# WKRP-LD Alexandria/Nashville



## retrostation

REJOICE!

WKRP-LD is up and with sound!
Currently 6.1 daystar, 6.2 RTV, 6.3 colorbars, 6.4 Coby DVD screen lol

FINALLY nashville ahs something to watch. Thank God for Low Power Digital.
None of the big stations had the balls to put RTV on. Now maybe we will get some of the other new movie subchannels that are out there.

their 300 watts is blasting a clear signal all the way down into lewisburg i was told. Here in Lavergne its great with an indoor vhf antenna.

The transition to digital is great for low power stations, signal seems much better, I could never get their channel 6 out of alexandria on analog..

Now lets hope WETV in murfreesboro gets their digital up soon, they have a cp for 300 watts off the new tower in the wetlands in downtown boro.
can't wait. woooooo hoooooo!


----------



## elaclair

retrostation said:


> REJOICE!
> 
> WKRP-LD is up and with sound!
> Currently 6.1 daystar, 6.2 RTV, 6.3 colorbars, 6.4 Coby DVD screen lol


But, but, but, isn't _*WKRP* in Cincinnati_ ?? (Sorry just couldn't resist)


----------



## ARKDTVfan

elaclair said:


> But, but, but, isn't _*WKRP* in Cincinnati_ ?? (Sorry just couldn't resist)


:lol::lol: stole my joke
:lol::lol:


----------



## dorfd1

elaclair said:


> But, but, but, isn't _*WKRP* in Cincinnati_ ?? (Sorry just couldn't resist)

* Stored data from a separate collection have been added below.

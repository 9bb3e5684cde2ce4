//! Observability setup for graphflow binaries.
//!
//! Library crates only emit `tracing` events; installing a subscriber is the
//! binary's job and happens through [`tracing_setup::init_tracing`].

pub mod tracing_setup;
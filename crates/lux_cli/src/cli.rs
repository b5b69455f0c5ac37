use std::path::PathBuf;

use clap::{Parser, ValueEnum};
use log::LevelFilter;
use lux_renderer::{RefractionMode, RenderConfig, SamplingPattern};

use crate::demo::Demo;

/// Log levels accepted on the command line
#[derive(Debug, Clone, Copy, ValueEnum)]
pub enum LogLevel {
    Error,
    Warn,
    Info,
    Debug,
    Trace,
}

impl From<LogLevel> for LevelFilter {
    fn from(level: LogLevel) -> Self {
        match level {
            LogLevel::Error => LevelFilter::Error,
            LogLevel::Warn => LevelFilter::Warn,
            LogLevel::Info => LevelFilter::Info,
            LogLevel::Debug => LevelFilter::Debug,
            LogLevel::Trace => LevelFilter::Trace,
        }
    }
}

#[derive(Debug, Clone, Copy, ValueEnum)]
pub enum Sampling {
    Grid,
    Jittered,
    Adaptive,
}

impl From<Sampling> for SamplingPattern {
    fn from(sampling: Sampling) -> Self {
        match sampling {
            Sampling::Grid => SamplingPattern::Grid,
            Sampling::Jittered => SamplingPattern::Jittered,
            Sampling::Adaptive => SamplingPattern::Adaptive,
        }
    }
}

#[derive(Debug, Clone, Copy, ValueEnum)]
pub enum Refraction {
    Transparency,
    Snell,
}

impl From<Refraction> for RefractionMode {
    fn from(refraction: Refraction) -> Self {
        match refraction {
            Refraction::Transparency => RefractionMode::Transparency,
            Refraction::Snell => RefractionMode::Snell,
        }
    }
}

/// Command line arguments
#[derive(Debug, Parser)]
#[command(name = "lux")]
#[command(about = "A Whitted-style CPU ray tracer")]
pub struct Args {
    /// JSON scene file to render
    #[arg(long, conflicts_with = "demo", required_unless_present = "demo")]
    pub scene: Option<PathBuf>,

    /// Built-in demo scene to render
    #[arg(long, value_enum)]
    pub demo: Option<Demo>,

    /// Image width in pixels
    #[arg(long, default_value = "500")]
    pub width: u32,

    /// Image height in pixels
    #[arg(long, default_value = "500")]
    pub height: u32,

    /// Output file (.png, .ppm, or anything the image crate can encode)
    #[arg(short, long, default_value = "render.png")]
    pub output: PathBuf,

    /// JSON render configuration; flags below override its values
    #[arg(short, long)]
    pub config: Option<PathBuf>,

    /// Sub-samples per pixel axis (1 disables anti-aliasing)
    #[arg(long)]
    pub aa_grid: Option<u32>,

    /// Maximum reflection/refraction depth
    #[arg(long)]
    pub max_depth: Option<u32>,

    /// Shadow samples per light with a radius
    #[arg(long)]
    pub soft_shadows: Option<u32>,

    /// Sub-sample placement
    #[arg(long, value_enum)]
    pub sampling: Option<Sampling>,

    /// How transmitted rays pass through transparent surfaces
    #[arg(long, value_enum)]
    pub refraction: Option<Refraction>,

    /// Seed for jittered sampling and soft shadows
    #[arg(long)]
    pub seed: Option<u64>,

    /// Also write the scene description as JSON to this path
    #[arg(long)]
    pub export_scene: Option<PathBuf>,

    /// Set the logging level
    #[arg(long, value_enum, default_value = "info")]
    pub log_level: LogLevel,
}

impl Args {
    /// Override `config` with every setting given on the command line.
    pub fn apply(&self, config: &mut RenderConfig) {
        if let Some(grid) = self.aa_grid {
            config.anti_aliasing_grid = grid;
        }
        if let Some(depth) = self.max_depth {
            config.max_depth = depth;
        }
        if let Some(samples) = self.soft_shadows {
            config.soft_shadow_samples = samples;
        }
        if let Some(sampling) = self.sampling {
            config.sampling = sampling.into();
        }
        if let Some(refraction) = self.refraction {
            config.refraction = refraction.into();
        }
        if let Some(seed) = self.seed {
            config.seed = seed;
        }
    }
}

#[cfg(test)]
mod tests {
    use super::*;

    #[test]
    fn test_parse_demo_with_overrides() {
        let args = Args::try_parse_from([
            "lux",
            "--demo",
            "two-spheres",
            "--aa-grid",
            "4",
            "--sampling",
            "adaptive",
            "--refraction",
            "snell",
        ])
        .unwrap();
        assert_eq!(args.demo, Some(Demo::TwoSpheres));
        assert_eq!(args.width, 500);

        let mut config = RenderConfig::default();
        args.apply(&mut config);
        assert_eq!(config.anti_aliasing_grid, 4);
        assert_eq!(config.sampling, SamplingPattern::Adaptive);
        assert_eq!(config.refraction, RefractionMode::Snell);
        assert_eq!(config.max_depth, RenderConfig::default().max_depth);
    }

    #[test]
    fn test_scene_or_demo_required() {
        assert!(Args::try_parse_from(["lux"]).is_err());
        assert!(Args::try_parse_from(["lux", "--scene", "a.json", "--demo", "corona"]).is_err());
        assert!(Args::try_parse_from(["lux", "--scene", "a.json"]).is_ok());
    }
}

yes it is. it is channel 25.1 25.2 25.3 25.4


----------



## SayWhat?

It can't be in both cities.

I'm not getting anything out of Nashville at all right now (2, 4, 5 or anything else). I usually only get it in the morning or overnight. There's a 7 in both Evansville, IN (WTVW) and Jackson, TN (WBBJ) so they may be blocking me.

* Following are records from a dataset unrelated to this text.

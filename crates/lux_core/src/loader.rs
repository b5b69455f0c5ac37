//! Scene file loading.

use std::fs;
use std::path::Path;

use thiserror::Error;

use crate::scene::SceneDescription;

/// Errors that can occur while loading a scene file.
#[derive(Error, Debug)]
pub enum LoadError {
    #[error("IO error: {0}")]
    Io(#[from] std::io::Error),

    #[error("JSON error: {0}")]
    Json(#[from] serde_json::Error),
}

/// Result type for loading operations.
pub type LoadResult<T> = Result<T, LoadError>;

/// Load a JSON scene file.
///
/// Only syntax and shape of the document are checked here; geometric
/// validity is checked when the renderer builds its scene.
pub fn load_scene<P: AsRef<Path>>(path: P) -> LoadResult<SceneDescription> {
    let path = path.as_ref();
    let text = fs::read_to_string(path)?;
    let desc = parse_scene(&text)?;

    log::info!(
        "Loaded scene '{}' from {}: {} geometries, {} lights",
        desc.name,
        path.display(),
        desc.geometries.len(),
        desc.lights.len()
    );

    Ok(desc)
}

/// Parse a scene from a JSON string.
pub fn parse_scene(text: &str) -> LoadResult<SceneDescription> {
    Ok(serde_json::from_str(text)?)
}

#[cfg(test)]
mod tests {
    use super::*;
    use crate::scene::{MaterialRef, ShapeDesc};

    const TWO_SPHERES: &str = r#"{
        "name": "two spheres",
        "camera": {
            "position": [0, 0, -1000],
            "forward": [0, 0, 1],
            "up": [0, -1, 0],
            "distance": 1000,
            "width": 150,
            "height": 150
        },
        "materials": {
            "glassy": { "kd": 0.4, "ks": 0.3, "shininess": 100, "kt": 0.3 }
        },
        "geometries": [
            { "type": "sphere", "center": [0, 0, 50], "radius": 50,
              "color": [0, 0, 1], "material": "glassy" },
            { "type": "sphere", "center": [0, 0, 50], "radius": 25,
              "color": [1, 0, 0], "material": { "kd": 0.5, "ks": 0.5, "shininess": 100 } }
        ],
        "lights": [
            { "type": "spot", "color": [1, 0.6, 0], "position": [-100, 100, -500],
              "direction": [-1, 1, 2], "kl": 0.0004, "kq": 0.0000006 }
        ]
    }"#;

    #[test]
    fn test_parse_scene() {
        let _ = env_logger::builder().is_test(true).try_init();

        let desc = parse_scene(TWO_SPHERES).unwrap();
        assert_eq!(desc.name, "two spheres");
        assert_eq!(desc.camera.distance, 1000.0);
        assert_eq!(desc.geometries.len(), 2);
        assert_eq!(desc.lights.len(), 1);
        assert!(desc.materials.contains_key("glassy"));
        assert_eq!(
            desc.geometries[0].material,
            MaterialRef::Named("glassy".to_string())
        );
        assert!(matches!(desc.geometries[1].shape, ShapeDesc::Sphere { radius, .. } if radius == 25.0));

        // Defaults
        assert_eq!(desc.background, [0.0; 3]);
        assert_eq!(desc.ambient.ka, 1.0);
    }

    #[test]
    fn test_parse_scene_missing_camera() {
        let result = parse_scene(r#"{ "geometries": [] }"#);
        assert!(matches!(result, Err(LoadError::Json(_))));
    }

    #[test]
    fn test_load_scene_missing_file() {
        let result = load_scene("definitely/not/here.json");
        assert!(matches!(result, Err(LoadError::Io(_))));
    }

    #[test]
    fn test_round_trip() {
        let desc = parse_scene(TWO_SPHERES).unwrap();
        let json = serde_json::to_string(&desc).unwrap();
        let again = parse_scene(&json).unwrap();
        assert_eq!(again.geometries.len(), desc.geometries.len());
        assert_eq!(again.camera.position, desc.camera.position);
    }
}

6 (WPSD) is strong enough to interfere with anything else on 6, so I probably don't stand a chance with your 6.


----------



## dorfd1

SayWhat? said:


> It can't be in both cities.
> 
> I'm not getting anything out of Nashville at all right now (2, 4, 5 or anything else). I usually only get it in the morning or overnight. There's a 7 in both Evansville, IN (WTVW) and Jackson, TN (WBBJ) so they may be blocking me.
> 
> 6 (WPSD) is strong enough to interfere with anything else on 6, so I probably don't stand a chance with your 6.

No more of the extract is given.